Enoch ouvrit de grand yeux. Il n'en croyait pas ses oreilles. Il resta totalement abasourdi et ne réagit qu'a peine lorsque la jeune fille l'embrassa. Il l'a prit dans ses bras sous les regards confus des magistrats.

« - Nous ignorions que vous entreteniez de tel relations avec ce diable...Mais au vu de se que nous venons de voir, nous ne pouvons pas vous laissez a la main de n'importe qui. Enoch a le don de s'attirer des ennui, tout comme son fils. Et puis, étant donné que vous êtes lier a son fils vous pouvez nous servir pour géré ses deux armes de destruction massive ambulante. Ou a les utiliser a d'autre fin... C'est d'accord, vous êtes sous notre protection. » fit le cinquième magistrat

« - Merci bien ! Et maintenant, si vous voulez bien m'excuser... »

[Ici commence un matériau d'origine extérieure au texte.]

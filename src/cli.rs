//! Command line options for the gh-lookup tool
use clap::{Parser, Subcommand};

use crate::{
    config::GhLookupConfig,
    errors::GhLookupError,
    github::client::GithubClient,
    identifier::{RepoId, Username},
    number::next_number,
    resolve::author_info,
};

/// gh-lookup - Look up GitHub commit author info and next issue numbers
#[derive(Parser, Clone, Debug)]
pub struct GhLookupCli {
    /// What to look up
    #[command(subcommand)]
    pub command: Command,

    /// Custom configuration file path
    #[arg(short, long)]
    pub config: Option<String>,

    /// Override the GitHub API base URL
    #[arg(long = "api-url")]
    pub api_url: Option<String>,

    /// Verbose mode (-v, -vv)
    #[arg(short, long, action = clap::ArgAction::Count)]
    pub verbose: u8,
}

/// Lookup subcommands, one per tool
#[derive(Subcommand, Clone, Debug)]
pub enum Command {
    /// Look up a user's name and most likely commit email
    Author {
        /// GitHub username
        username: String,
    },

    /// Predict the number of the next issue or pull request
    NextNumber {
        /// Repository as owner/name or a GitHub URL
        repository: String,
    },
}

/// Run the gh-lookup tool with the provided command line options
/// # Errors
/// Error if the lookup fails
pub async fn gh_lookup_main(args: GhLookupCli) -> Result<(), GhLookupError> {
    let config = GhLookupConfig::try_new(args)?;
    let client = GithubClient::new(config.api_url(), config.token());
    match &config.cli_args.command {
        Command::Author { username } => {
            let username: Username = username.parse()?;
            let info = author_info(&client, &username).await?;
            println!("{info}");
            println!();
            println!("{}", info.signature());
        }
        Command::NextNumber { repository } => {
            let repo: RepoId = repository.parse()?;
            let next = next_number(&client, &repo).await?;
            println!("{next}");
        }
    }
    Ok(())
}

La jeune fille se tourna vers le paladin et lui envoya son poing dans la figure avec toute la force qu'elle possèdait.

« - Aieeeeeuh ! Mais tu fais mal en faîte ! » lui fit Théo

« - Je t'avais pourtant prévenu ! Chose dite, chose faîte ! »

Elle lui tira la langue avant de repartir de la salle la tête haute et sous le regard abasourdi de son public.